Last year, I wrote about the issue of white spaces, mainly in the context of the National Association of Broadcasters:

…[B]roadcasters lost the spectrum wars – or at least the first spectrum war of the 21st Century. In early 2006, Congress said enough: broadcasters weren’t effectively using channels 52 to 69, and certainly wouldn’t need them after the transition to digital television (DTV) was completed. Television stations will be forced off those channels, corresponding to 698-806 MHz, on February 17, 2009.

That’s 700 MHz. But what about 500 MHz and 600 MHz? All told, there are 294 MHz of frequencies that broadcasters will continue to occupy ever after the DTV switchover. If more than 85 percent of Americans receive television from cable or satellite, as they do, what sense does it make to reserve these choice frequencies for broadcasters’ exclusive use?

Not very much. [more…]

Now, the broadcasters are basically out of the picture, and the battle is shaping up more pointedly: the wireless carriers in the wireless association formerly known as Cellular Telecommunications and Internet Association, and the high-tech titans like Dell, Google, Microsoft, Philips, etc.

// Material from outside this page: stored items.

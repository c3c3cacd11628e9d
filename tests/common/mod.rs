use axum::{
    body::Body,
    http::{header, Method, Request, StatusCode},
    Router,
};
use http_body_util::BodyExt;
use portfolio_api::{
    app::build_app,
    config::{AppConfig, JwtConfig},
    state::AppState,
};
use serde_json::Value;
use tower::ServiceExt;

/// Fresh app with its own empty user store, so tests cannot see each other.
pub fn test_app() -> Router {
    let config = AppConfig {
        host: "127.0.0.1".into(),
        port: 0,
        jwt: JwtConfig {
            secret: "test-secret".into(),
            ttl_days: 7,
        },
    };
    build_app(AppState::new(config))
}

pub async fn request(
    app: &Router,
    method: Method,
    uri: &str,
    token: Option<&str>,
    body: Option<Value>,
) -> (StatusCode, Value) {
    let mut builder = Request::builder().method(method).uri(uri);
    if let Some(token) = token {
        builder = builder.header(header::AUTHORIZATION, format!("Bearer {token}"));
    }
    let request = match body {
        Some(value) => builder
            .header(header::CONTENT_TYPE, "application/json")
            .body(Body::from(value.to_string()))
            .unwrap(),
        None => builder.body(Body::empty()).unwrap(),
    };

    let response = app.clone().oneshot(request).await.unwrap();
    let status = response.status();
    let bytes = response.into_body().collect().await.unwrap().to_bytes();
    let value = if bytes.is_empty() {
        Value::Null
    } else {
        serde_json::from_slice(&bytes).unwrap()
    };
    (status, value)
}

/// Register a user and hand back the issued bearer token.
pub async fn register(app: &Router, email: &str, password: &str, name: &str) -> String {
    let (status, body) = request(
        app,
        Method::POST,
        "/api/auth/register",
        None,
        Some(serde_json::json!({ "email": email, "password": password, "name": name })),
    )
    .await;
    assert_eq!(status, StatusCode::CREATED, "register failed: {body}");
    body["token"].as_str().unwrap().to_string()
}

Let’s take a step back from the current debate, though.

All of these unlicensed wireless devices in common use today were largely illegal until significant changes were enacted by the Federal Communications Commission the mid-1980s.

While these policy measures unleashing unlicensed have remained largely in the shadows, they’ll be the subject of a half-day conference at the Information Economy Project, at George Mason University School of Law, on Friday, April 4. More information is available at http://iep.gmu.edu.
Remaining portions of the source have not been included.